A Mensag… Digo: O Meio de McLuhan!

Diego Nantes
O Gerador de Van de Graaff
6 min readNov 24, 2017

Marshall McLuhan foi um relevante teórico da comunicação, professor, pensador e filósofo canadense. Seus estudos de caráter filosófico e cultural, acerca das consequências sociais geradas pelas inovações telecom-computacionais, foram precursores. Entreviu, de certa forma, a rede global de computadores quase três décadas antes dessa surgir. É afamado por sua idéia de que “o meio é a mensagem” e pela forja do termo Aldeia Global.

Antes do adentramento em alguns conceitos fundamentais da obra do canadense, faz-se necessário compreender outras noções mais básicas.

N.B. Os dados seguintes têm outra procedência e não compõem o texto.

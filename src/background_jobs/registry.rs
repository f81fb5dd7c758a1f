use super::obligation::{DailyFireTime, DeliveryAction, Obligation};
use crate::error::{LearnerError, LearnerResult};
use crate::ledger::LedgerEntry;
use crate::subject::{Subject, SubjectRef};
use chrono::{DateTime, Local};

/// In-memory set of active obligations, kept in registration order.
///
/// At most one obligation exists per subject: registering a subject that is already
/// present leaves the existing obligation untouched.
#[derive(Debug, Default)]
pub struct RecurrenceRegistry {
    obligations: Vec<Obligation>,
}

impl RecurrenceRegistry {
    pub fn new() -> Self {
        Self::default()
    }

    /// Returns `true` when a new obligation was added.
    pub fn register(
        &mut self,
        subject: Option<&Subject>,
        fire_time: DailyFireTime,
        now: DateTime<Local>,
    ) -> LearnerResult<bool> {
        let subject =
            subject.ok_or_else(|| LearnerError::invalid("called scheduler without a subject"))?;
        let reference = subject.reference();
        if self.contains(&reference) {
            return Ok(false);
        }

        self.obligations.push(Obligation {
            action: DeliveryAction::for_kind(reference.kind),
            subject: reference,
            display_name: subject.display_name().to_string(),
            fire_time,
            next_run: fire_time.next_after(&now),
        });
        Ok(true)
    }

    pub fn contains(&self, subject: &SubjectRef) -> bool {
        self.obligations.iter().any(|o| &o.subject == subject)
    }

    pub fn get(&self, subject: &SubjectRef) -> Option<&Obligation> {
        self.obligations.iter().find(|o| &o.subject == subject)
    }

    pub fn list_due(&self, now: &DateTime<Local>) -> Vec<Obligation> {
        self.obligations
            .iter()
            .filter(|o| o.is_due(now))
            .cloned()
            .collect()
    }

    pub fn all(&self) -> Vec<Obligation> {
        self.obligations.clone()
    }

    /// Moves the obligation's next run to the following occurrence of its fire time.
    pub fn mark_ran(&mut self, subject: &SubjectRef, now: &DateTime<Local>) {
        if let Some(obligation) = self.obligations.iter_mut().find(|o| &o.subject == subject) {
            obligation.next_run = obligation.fire_time.next_after(now);
        }
    }

    pub fn retire(&mut self, subject: &SubjectRef) -> bool {
        let before = self.obligations.len();
        self.obligations.retain(|o| &o.subject != subject);
        self.obligations.len() != before
    }

    pub fn clear(&mut self) -> usize {
        let removed = self.obligations.len();
        self.obligations.clear();
        removed
    }

    /// `(next run, display name)` per obligation, in registration order.
    pub fn enumerate(&self) -> Vec<(DateTime<Local>, String)> {
        self.obligations
            .iter()
            .map(|o| (o.next_run, o.display_name.clone()))
            .collect()
    }

    /// The ledger projection of the whole registry.
    pub fn snapshot(&self) -> Vec<LedgerEntry> {
        self.obligations.iter().map(|o| o.subject.clone()).collect()
    }

    pub fn len(&self) -> usize {
        self.obligations.len()
    }

    pub fn is_empty(&self) -> bool {
        self.obligations.is_empty()
    }
}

Afinal, por exemplo, o que seria “meio”? Esse é uma tecnologia de comunicação. Os norte-americanos cunharam o termo medium através do latim e, seguindo a lógica dessa mesma língua, gerando seu plural media. O medium é o “meio que o espírito usa”. Aqui, aliás, cabe uma extrapolação: A palavra correta, em português brasileiro, seria “meio” e não “mídia”. Esse “aportuguesamento” (e não uso do vocábulo já existente) como bem explica a Escola de Frankfurt (que McLuhan não pertence!) é um fruto do imperialismo cultural.

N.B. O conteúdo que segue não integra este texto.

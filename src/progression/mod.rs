//! Progression Engine: advances a subject by one delivery.

mod engine;
pub mod guards;

pub use engine::{ProgressOutcome, ProgressionEngine, DEFAULT_PAGES_SPLIT};
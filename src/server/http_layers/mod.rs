mod requests_logging;
mod slack_signature;

pub use requests_logging::{log_requests, RequestsLoggingLevel};
pub use slack_signature::{verify_slack_signature, SIGNATURE_HEADER, TIMESTAMP_HEADER};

A comunicação depende dos meios e através do jornal, telefone, rádio, televisão, internet, dentre outros, ultrapassa os limites fronteiriços do local onde está sendo produzida. Entre a mensagem que origina-se em Ana e atinge Maria há um meio, e esse (segundo McLuhan) é mais relevante de ser estudado do que a própria mensagem em si. Comunicar gera-se de “comum”. Comunicar é transformar em comum, dividir, distribuir, interligar, associar… É como os seres, diferentes como todos eles são, conseguem se relacionar.

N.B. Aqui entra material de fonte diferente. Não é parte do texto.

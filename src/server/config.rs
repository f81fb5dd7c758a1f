use super::RequestsLoggingLevel;

#[derive(Clone)]
pub struct ServerConfig {
    pub requests_logging_level: RequestsLoggingLevel,
    pub port: u16,
}

impl Default for ServerConfig {
    fn default() -> Self {
        ServerConfig {
            requests_logging_level: RequestsLoggingLevel::Path,
            port: 3000,
        }
    }
}
use crate::error::{LearnerError, LearnerResult};
use crate::subject::{SubjectKind, SubjectRef};
use chrono::{DateTime, Days, Local, NaiveTime, TimeZone};

/// Time of day at which an obligation fires, in server local time.
#[derive(Debug, Clone, Copy, PartialEq, Eq)]
pub struct DailyFireTime(NaiveTime);

impl DailyFireTime {
    pub fn new(time: NaiveTime) -> Self {
        Self(time)
    }

    /// Parses `HH:MM`.
    pub fn parse(s: &str) -> LearnerResult<Self> {
        NaiveTime::parse_from_str(s.trim(), "%H:%M")
            .map(Self)
            .map_err(|_| LearnerError::invalid(format!("'{}' is not a HH:MM time", s)))
    }

    pub fn time(&self) -> NaiveTime {
        self.0
    }

    /// First occurrence of this time of day strictly after `now`.
    pub fn next_after<Tz: TimeZone>(&self, now: &DateTime<Tz>) -> DateTime<Tz> {
        let today = now.date_naive();
        for offset in 0..3 {
            let Some(date) = today.checked_add_days(Days::new(offset)) else {
                break;
            };
            // Skipped over by a DST gap on that date: try the next one.
            if let Some(candidate) = date
                .and_time(self.0)
                .and_local_timezone(now.timezone())
                .earliest()
            {
                if candidate > *now {
                    return candidate;
                }
            }
        }
        now.clone() + chrono::Duration::days(1)
    }
}

impl Default for DailyFireTime {
    fn default() -> Self {
        Self(NaiveTime::from_hms_opt(9, 0, 0).unwrap_or(NaiveTime::MIN))
    }
}

impl std::fmt::Display for DailyFireTime {
    fn fmt(&self, f: &mut std::fmt::Formatter<'_>) -> std::fmt::Result {
        write!(f, "{}", self.0.format("%H:%M"))
    }
}

/// What to run when an obligation fires.
#[derive(Debug, Clone, Copy, PartialEq, Eq)]
pub enum DeliveryAction {
    ReadingProgression,
    TopicTip,
}

impl DeliveryAction {
    pub fn for_kind(kind: SubjectKind) -> Self {
        match kind {
            SubjectKind::Reading => DeliveryAction::ReadingProgression,
            SubjectKind::Topic => DeliveryAction::TopicTip,
        }
    }
}

/// A subject bound to its daily delivery. Holds the subject's key only; the record
/// itself is loaded from the store each time the obligation fires.
#[derive(Debug, Clone, PartialEq, Eq)]
pub struct Obligation {
    pub subject: SubjectRef,
    pub display_name: String,
    pub action: DeliveryAction,
    pub fire_time: DailyFireTime,
    pub next_run: DateTime<Local>,
}

impl Obligation {
    pub fn is_due(&self, now: &DateTime<Local>) -> bool {
        self.next_run <= *now
    }
}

Trata-se aqui de uma relação entre participantes distintos, desiguais, díspares… Um viola as fronteiras, infecta, invade, usando a característica mais ou menos permeável do interesse. Há, nessa viagem de significados, três conceitos básicos para que possa ser compreendida:

O primeiro é a intensidade de conexão/abertura, mediada pelo interesse (que pode ser negativo), empatia, capacidade sociocultural de transferência, identificação, tesão e desejo. Quanto maior a abertura, maior a conexão. O segundo refere-se ao puro e simples fluxo consciente e/ou inconsciente entre as partes. O terceiro, voltando aos Frankfurtianos novamente, é a ideia de massa, isto é, o conjunto de pessoas não lúcidas, vidradas, quase como em transe, parecendo hipnotizadas, “vítimas” de agendas comunicacionais perversas e, em algum ponto, comportamentalistas (relacionadas ao behaviorismo radical norte-americano, por exemplo). Aliás, ainda sobre as massas, as teorias da comunicação “antigas” ignoravam um fator determinante nesse processo alienante, gerador de êxtase superficial e formador da opinião pública: Os manipulados, no fim das contas, deixam ser manipulados.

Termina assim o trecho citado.